The N. P. Smith Pioneer Hardware Store is an excellent example of a commercial building from Bend's earliest period of development. It was among the city's first retail stores. Today, it is the oldest wood-frame structure that still exists in downtown Bend. Because of its importance to Bend history, the N. P. Smith Pioneer Hardware Store was listed on the National Register of Historic Places on 5 April 1984.

== Structure ==

The Smith Pioneer Hardware Store is located on the west side of Wall Street between Oregon Avenue and Minnesota Avenue in downtown Bend. It is a two-story wood-frame building with a footprint of 20 feet by 75 feet with an adjoining 20 foot by 70 foot warehouse in the back. The combined structure occupies a 25 by 150 foot city lot. There is a newer brick structure abutting the store's external wall on the north side. On the south side of the building, there is a narrow walkway between the store and the neighboring brick structure. It provides access to an open stairway that leads to the second floor apartment. The back of the warehouse opens on to an alleyway called Brooks Street.

The Smith store is a good example of the western false front type commercial structure. These simple commercial buildings were typically two stories with a vertical facade and square top. A gabled-roof structure was often hidden behind the false front. Like Smith, many owners ran a store or other business on the ground floor and live upstairs. There were many false front buildings constructed in the Bend area between 1900 and 1910. However, the Smith hardware store is the only surviving example in downtown Bend.

Originally, the store front was faced with six inch horizontal lap siding, trimmed at the corners with 1-by-6 vertical wooden molding. The entrance to the store is through recessed double doors in the center of the building. However, the double doors have been replaced by a single glass door with full-length windows on either side. The entrance is flanked by two large display windows, each with four window panes. On the second floor, there are two separate double-hung casement windows overlooking the street. The façade was originally capped with a wooden cornice that extends 20 inches out from the building's face, but it was eventually replaced by a molded stucco cornice. The building has a flat roof that slope gently toward the rear of the structure.

== Interior ==

In the Smith building, the ground floor is commercial space, originally housing a hardware store. Inside, the walls are finished with two-inch tongue-and-groove paneling. The flooring is 1-by-4 tongue-and-groove planking. Originally, there were built-in shelves along the full length of one wall. The original light fixtures had glass shades and were suspended from the ceiling by drop-cords. The door knobs, locks, and other hardware were brass. Over the years, the original tongue-and-groove ceiling was covered by a suspended acoustic tile ceiling and fluorescent lights had been installed using the original drop-cords. The original shelves were replaced by new shelving that ran along both sidewalls, and the floor became carpeted.
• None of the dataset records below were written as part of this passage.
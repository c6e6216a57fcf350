//! Error types for the flowdown system.
//!
//! Uses `thiserror` for ergonomic error definition with rich context.

use std::fmt;

use thiserror::Error;

use crate::id::StoreId;

/// Result type alias using flowdown's Error.
pub type Result<T> = std::result::Result<T, Error>;

/// The main error type for flowdown operations.
#[derive(Debug, Error)]
#[error("{kind}")]
pub struct Error {
    /// The kind of error that occurred.
    pub kind: ErrorKind,
    /// Optional context about where the error occurred.
    pub context: Option<ErrorContext>,
}

impl Error {
    /// Creates a new error with the given kind.
    #[must_use]
    pub fn new(kind: ErrorKind) -> Self {
        Self {
            kind,
            context: None,
        }
    }

    /// Adds context to this error.
    #[must_use]
    pub fn with_context(mut self, context: ErrorContext) -> Self {
        self.context = Some(context);
        self
    }

    /// Creates a store not found error.
    #[must_use]
    pub fn store_not_found(id: StoreId) -> Self {
        Self::new(ErrorKind::StoreNotFound(id))
    }

    /// Creates an error for a store that has no state owner yet.
    #[must_use]
    pub fn no_state_owner(id: StoreId) -> Self {
        Self::new(ErrorKind::NoStateOwner(id))
    }

    /// Creates an error for a second state owner on the same store.
    #[must_use]
    pub fn owner_already_attached(id: StoreId) -> Self {
        Self::new(ErrorKind::OwnerAlreadyAttached(id))
    }

    /// Creates a malformed binding declaration error.
    #[must_use]
    pub fn malformed_binding(property: impl Into<String>, reason: impl Into<String>) -> Self {
        Self::new(ErrorKind::MalformedBinding {
            property: property.into(),
            reason: reason.into(),
        })
    }

    /// Creates an error wrapping a failed mutator.
    #[must_use]
    pub fn mutator_failed(index: usize, source: Error) -> Self {
        Self::new(ErrorKind::MutatorFailed {
            index,
            source: Box::new(source),
        })
    }

    /// Creates an invalid path error.
    #[must_use]
    pub fn invalid_path(path: impl Into<String>) -> Self {
        Self::new(ErrorKind::InvalidPath(path.into()))
    }

    /// Creates a path not found error.
    #[must_use]
    pub fn path_not_found(path: impl Into<String>) -> Self {
        Self::new(ErrorKind::PathNotFound(path.into()))
    }

    /// Creates an error for a sequence operation on a non-sequence value.
    #[must_use]
    pub fn not_a_sequence(path: impl Into<String>) -> Self {
        Self::new(ErrorKind::NotASequence(path.into()))
    }

    /// Creates an index out of bounds error.
    #[must_use]
    pub fn index_out_of_bounds(index: usize, length: usize) -> Self {
        Self::new(ErrorKind::IndexOutOfBounds { index, length })
    }

    /// Creates an error for an action a mutator refused to apply.
    #[must_use]
    pub fn rejected(message: impl Into<String>) -> Self {
        Self::new(ErrorKind::Rejected(message.into()))
    }
}

/// Categorized error kinds for pattern matching.
#[derive(Debug, Error)]
pub enum ErrorKind {
    /// No store is registered under this id.
    #[error("store not found: {0}")]
    StoreNotFound(StoreId),

    /// The store has no state owner, so there is no live tree.
    #[error("no state owner attached to {0}")]
    NoStateOwner(StoreId),

    /// A state owner is already attached to the store.
    #[error("state owner already attached to {0}")]
    OwnerAlreadyAttached(StoreId),

    /// A property declaration cannot be turned into a binding.
    #[error("malformed binding on property {property}: {reason}")]
    MalformedBinding {
        /// The declaring property.
        property: String,
        /// Why the declaration was rejected.
        reason: String,
    },

    /// A mutator returned an error while handling an action.
    #[error("mutator #{index} failed: {source}")]
    MutatorFailed {
        /// Registration index of the mutator.
        index: usize,
        /// The error the mutator returned.
        source: Box<Error>,
    },

    /// The path is not a well-formed state path.
    #[error("invalid path: {0:?}")]
    InvalidPath(String),

    /// The path does not resolve to a value in the tree.
    #[error("path not found: {0}")]
    PathNotFound(String),

    /// A sequence operation targeted a value that is not a sequence.
    #[error("not a sequence: {0}")]
    NotASequence(String),

    /// Index out of bounds.
    #[error("index out of bounds: {index} (length {length})")]
    IndexOutOfBounds {
        /// The index that was accessed.
        index: usize,
        /// The actual length of the collection.
        length: usize,
    },

    /// A mutator refused the action.
    #[error("action rejected: {0}")]
    Rejected(String),
}

/// Context about where an error occurred.
#[derive(Debug, Clone, Default)]
pub struct ErrorContext {
    /// Store the failing operation ran against.
    pub store: Option<StoreId>,
    /// Absolute state path involved in the failure.
    pub path: Option<String>,
    /// Operations that were in flight, outermost first.
    pub stack: Vec<String>,
}

impl ErrorContext {
    /// Creates a new empty context.
    #[must_use]
    pub fn new() -> Self {
        Self::default()
    }

    /// Sets the store.
    #[must_use]
    pub fn with_store(mut self, store: StoreId) -> Self {
        self.store = Some(store);
        self
    }

    /// Sets the state path.
    #[must_use]
    pub fn with_path(mut self, path: impl Into<String>) -> Self {
        self.path = Some(path.into());
        self
    }

    /// Adds a stack frame.
    #[must_use]
    pub fn with_frame(mut self, frame: impl Into<String>) -> Self {
        self.stack.push(frame.into());
        self
    }
}

impl fmt::Display for ErrorContext {
    fn fmt(&self, f: &mut fmt::Formatter<'_>) -> fmt::Result {
        if let Some(store) = self.store {
            write!(f, "in {store}")?;
        }
        if let Some(path) = &self.path {
            if self.store.is_some() {
                write!(f, " ")?;
            }
            write!(f, "at {path}")?;
        }
        if !self.stack.is_empty() {
            writeln!(f)?;
            for frame in &self.stack {
                writeln!(f, "  in {frame}")?;
            }
        }
        Ok(())
    }
}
As of 2025, the interior of the commercial space has been restored to more resemble its original configuration, replacing the carpets with engineered wood flooring, exchanging the fluorescent fixtures for early 20th century recreation light fixtures, and exposing the original tongue-and-groove ceiling.

The owner's apartment upstairs includes a living room, dining room, kitchen, and two bedrooms. The walls and floor were finished with the same tongue-and-groove paneling and planking as downstairs. However, the walls have been covered by wallpaper in the bedrooms and plasterboard in the other rooms and the floors have been carpeted. The woodwork includes eight-inch baseboard molding and four-inch framing around the doors and windows. The kitchen has built-in cabinets. There are ventilation transoms above some interior doors. Like the ground floor, the light fixtures have glass shades and are suspended from the ceiling by drop-cords and the door hardware is brass.

There was originally a large open porch on the second floor adjacent to the living area. Around 1915, the porch was enclosed and turned into additional living space. That alteration added a third bedroom, a family room, a bathroom, and some interior storage space to the apartment.